Friederike Mayröckers Gedicht „MEINE MUTTER MIT DEN OFFENEN ARMEN…“

FRIEDERIKE MAYRÖCKER

MEINE MUTTER MIT DEN OFFENEN ARMEN
wenn sie mich grüszte wenn ich zu ihr kam

meine Mutter mit den zärtlichen Worten
wenn ich sie anrief dasz ich nicht kommen könne

meine Mutter mit dem abgewandten Gesicht
als sie noch sprechen wollte aber es nicht mehr konnte

meine Mutter mit den geschlossenen Augen
als ich zu spät kam sie ein letztes Mal zu umarmen

1995

aus: Friederike Mayröcker: Gesammelte Gedichte. Hrsg. von Marcel Beyer. Suhrkamp Verlag.

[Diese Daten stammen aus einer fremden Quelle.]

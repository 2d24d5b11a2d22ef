//! Utility-class theme fragment backend: the keyframes and animation
//! shorthand as a `theme.extend` object, structurally mirroring the
//! stylesheet backend.

use crate::{
    codegen::{GenerateRequest, fmt_num, percent, transform_value},
    error::MotionResult,
    model::IterationCount,
};

pub fn generate(request: &GenerateRequest) -> MotionResult<String> {
    let config = request.config;
    let name = config.name.as_str();
    let keys = config.sorted_keyframes();
    let animate_opacity = keys.iter().any(|k| !k.opacity_is_default());

    let mut out = String::new();
    out.push_str("// tailwind.config.js -> theme.extend\n");
    out.push_str("{\n");
    out.push_str("  keyframes: {\n");
    out.push_str(&format!("    '{name}': {{\n"));
    for kf in &keys {
        let mut decls = Vec::new();
        if animate_opacity {
            decls.push(format!("opacity: '{}'", fmt_num(kf.opacity)));
        }
        if let Some(transform) = transform_value(kf) {
            decls.push(format!("transform: '{transform}'"));
        }
        out.push_str(&format!(
            "      '{}': {{ {} }},\n",
            percent(kf.offset),
            decls.join(", ")
        ));
    }
    out.push_str("    },\n");
    out.push_str("  },\n");
    out.push_str("  animation: {\n");
    out.push_str(&format!(
        "    '{name}': '{name} {}s {} {}s {} {} {}',\n",
        fmt_num(config.duration),
        request.effective_easing(),
        fmt_num(config.delay),
        iteration(config.iteration_count),
        config.direction.as_str(),
        config.fill_mode.as_str(),
    ));
    out.push_str("  },\n");
    out.push_str("}\n");

    if request.stagger_active() {
        out.push('\n');
        out.push_str("// Stagger is not expressible in the theme; set per-child\n");
        out.push_str("// animation-delay utilities instead:\n");
        for (i, d) in request.stagger_delays.iter().enumerate() {
            out.push_str(&format!(
                "//   child {}: [animation-delay:{}s]\n",
                i + 1,
                fmt_num(config.delay + d)
            ));
        }
    }

    Ok(out)
}

fn iteration(count: IterationCount) -> String {
    match count {
        IterationCount::Finite(n) => n.to_string(),
        IterationCount::Infinite => "infinite".to_string(),
    }
}
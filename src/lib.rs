#![forbid(unsafe_code)]

pub mod codegen;
pub mod ease;
pub mod error;
pub mod model;
pub mod parse;
pub mod path;
pub mod share;
pub mod spring;
pub mod timeline;

pub use codegen::{Format, GenerateRequest, generate};
pub use error::{MotionError, MotionResult};
pub use model::{
    AnimationChain, AnimationConfig, Direction, EasingMode, FillMode, IterationCount, Keyframe,
    MotionPathConfig, PathPoint, SequencerConfig, ShareableState, SpringConfig, StaggerDirection,
};
pub use parse::parse_keyframes;
pub use share::{decode_state, encode_state};
pub use spring::{SpringSample, approximate_bezier, settle_time, solve};
pub use timeline::{PlayState, PropertySet, StaggeredTimeline, Timeline};
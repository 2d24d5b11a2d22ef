use std::{
    fs,
    path::PathBuf,
    str::FromStr as _,
};

use anyhow::Context as _;
use clap::{Parser, Subcommand};
use motionforge::{
    Format, GenerateRequest, ShareableState, SpringConfig, generate, parse_keyframes,
};

#[derive(Parser, Debug)]
#[command(name = "motionforge", version)]
struct Cli {
    #[command(subcommand)]
    cmd: Command,
}

#[derive(Subcommand, Debug)]
enum Command {
    /// Lower a state document into one output format.
    Export(ExportArgs),
    /// Ingest stylesheet keyframes into an IR document.
    Import(ImportArgs),
    /// Dump solved spring samples as JSON.
    Spring(SpringArgs),
}

#[derive(Parser, Debug)]
struct ExportArgs {
    /// Input state JSON (as produced by the editor or `import`).
    #[arg(long = "in")]
    in_path: PathBuf,

    /// Output format: stylesheet-keyframes, motion-descriptor, utility-theme,
    /// component-wrapper, timeline-script or vector-interchange (ecosystem
    /// shorthands like `css` and `lottie` are accepted).
    #[arg(long)]
    format: String,

    /// Output path; stdout when omitted.
    #[arg(long)]
    out: Option<PathBuf>,

    /// Wrap this named component instead of a generic placeholder
    /// (component-wrapper format only).
    #[arg(long)]
    component: Option<String>,
}

#[derive(Parser, Debug)]
struct ImportArgs {
    /// Input stylesheet text.
    #[arg(long = "in")]
    in_path: PathBuf,

    /// Output IR JSON path; stdout when omitted.
    #[arg(long)]
    out: Option<PathBuf>,
}

#[derive(Parser, Debug)]
struct SpringArgs {
    #[arg(long, default_value_t = 1.0)]
    mass: f64,

    #[arg(long, default_value_t = 100.0)]
    stiffness: f64,

    #[arg(long, default_value_t = 10.0)]
    damping: f64,

    #[arg(long, default_value_t = 0.0)]
    velocity: f64,

    /// Sample count (produces steps + 1 points).
    #[arg(long, default_value_t = 60)]
    steps: usize,
}

fn main() -> anyhow::Result<()> {
    let cli = Cli::parse();
    match cli.cmd {
        Command::Export(args) => export(args),
        Command::Import(args) => import(args),
        Command::Spring(args) => spring_samples(args),
    }
}

fn export(args: ExportArgs) -> anyhow::Result<()> {
    let format = Format::from_str(&args.format)?;
    let text = fs::read_to_string(&args.in_path)
        .with_context(|| format!("reading {}", args.in_path.display()))?;
    let state: ShareableState = serde_json::from_str(&text)
        .with_context(|| format!("parsing state document {}", args.in_path.display()))?;

    let mut request = GenerateRequest::new(&state.config)
        .with_spring(&state.spring)
        .easing_mode(state.easing_mode);
    let mut rng = rand::thread_rng();
    if state.sequencer.enabled {
        request = request.with_sequencer(&state.sequencer, &mut rng);
    }
    if state.path.enabled {
        request = request.with_path(&state.path);
    }
    if let Some(component) = args.component.as_deref() {
        request = request.component_ref(component);
    }

    let output = generate(format, &request)?;
    write_output(args.out.as_deref(), &output)
}

fn import(args: ImportArgs) -> anyhow::Result<()> {
    let text = fs::read_to_string(&args.in_path)
        .with_context(|| format!("reading {}", args.in_path.display()))?;
    let keyframes = parse_keyframes(&text)?;

    let state = ShareableState {
        config: motionforge::AnimationConfig {
            keyframes,
            ..motionforge::AnimationConfig::default()
        },
        ..ShareableState::default()
    };
    let json = serde_json::to_string_pretty(&state)?;
    write_output(args.out.as_deref(), &json)
}

fn spring_samples(args: SpringArgs) -> anyhow::Result<()> {
    let config = SpringConfig {
        mass: args.mass,
        stiffness: args.stiffness,
        damping: args.damping,
        velocity: args.velocity,
    };
    let samples = motionforge::solve(&config, args.steps);
    println!("{}", serde_json::to_string_pretty(&samples)?);
    Ok(())
}

fn write_output(out: Option<&std::path::Path>, text: &str) -> anyhow::Result<()> {
    match out {
        Some(path) => fs::write(path, text).with_context(|| format!("writing {}", path.display())),
        None => {
            println!("{text}");
            Ok(())
        }
    }
}
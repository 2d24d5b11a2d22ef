//! Stylesheet keyframes backend: a percentage-keyed `@keyframes` rule plus a
//! class carrying the `animation` shorthand.

use crate::{
    codegen::{GenerateRequest, fmt_num, percent, transform_value},
    error::MotionResult,
    model::IterationCount,
    path,
};

pub fn generate(request: &GenerateRequest) -> MotionResult<String> {
    let config = request.config;
    let name = config.name.as_str();
    let keys = config.sorted_keyframes();

    let mut out = String::new();
    out.push_str(&format!("@keyframes {name} {{\n"));

    if request.path_active() {
        // Position comes from the offset path, so the stops only sweep the
        // distance along it.
        out.push_str("  0% {\n    offset-distance: 0%;\n  }\n");
        out.push_str("  100% {\n    offset-distance: 100%;\n  }\n");
    } else {
        // Opacity is declared at every stop once it varies anywhere, so the
        // interpolation endpoints stay explicit; an identity transform is
        // simply omitted from its stop.
        let animate_opacity = keys.iter().any(|k| !k.opacity_is_default());
        for kf in &keys {
            out.push_str(&format!("  {} {{\n", percent(kf.offset)));
            if animate_opacity {
                out.push_str(&format!("    opacity: {};\n", fmt_num(kf.opacity)));
            }
            if let Some(transform) = transform_value(kf) {
                out.push_str(&format!("    transform: {transform};\n"));
            }
            out.push_str("  }\n");
        }
    }
    out.push_str("}\n\n");

    out.push_str(&format!(".{name} {{\n"));
    if request.path_active()
        && let Some(path_cfg) = request.path
    {
        out.push_str(&format!(
            "  offset-path: {};\n",
            path::offset_path_string(&path_cfg.points)
        ));
        let rotate = if path_cfg.auto_rotate { "auto" } else { "0deg" };
        out.push_str(&format!("  offset-rotate: {rotate};\n"));
    }
    out.push_str(&format!(
        "  animation: {name} {}s {} {}s {} {} {};\n",
        fmt_num(config.duration),
        request.effective_easing(),
        fmt_num(config.delay),
        iteration(config.iteration_count),
        config.direction.as_str(),
        config.fill_mode.as_str(),
    ));
    out.push_str("}\n");

    if request.stagger_active() {
        out.push('\n');
        out.push_str("/* Per-child start delays */\n");
        for (i, d) in request.stagger_delays.iter().enumerate() {
            out.push_str(&format!(
                ".{name}-stagger > *:nth-child({}) {{\n  animation-delay: {}s;\n}}\n",
                i + 1,
                fmt_num(config.delay + d)
            ));
        }
    }

    Ok(out)
}

fn iteration(count: IterationCount) -> String {
    match count {
        IterationCount::Finite(n) => n.to_string(),
        IterationCount::Infinite => "infinite".to_string(),
    }
}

Frankfurt a.M. 2004

 

Konnotation

In mindestens zwei Gedichtbänden – Das besessene Alter (1992) und Notizen auf dem Kamel (1996) hat die 1924 geborene Friederike Mayröcker das Altern und das Sterben ihrer Mutter zu einem lyrischen Leitmotiv erhoben. In dieser anrührenden Poesie des Abschieds spricht das lyrische Ich von einer Zerreißprobe der Gefühle. Denn das Gefühl der liebenden Zuwendung und Fürsorge wird immer wieder durchkreuzt und überlagert von einem alles dominierenden „Schreibfieber“.
In die Geste der nachgetragenen Liebe mischen sich Schuldgefühle: Das lyrische Alter Ego der Autorin bezichtigt sich nicht nur in diesem am 12.7.1995 entstandenen Gedicht des Versagens und Zu-Spät-Kommens. In diesem und in anderen späten Gedichten Mayröckers treten ganz deutlich Erfahrungen religiöser Inständigkeit und Demut in den Vordergrund.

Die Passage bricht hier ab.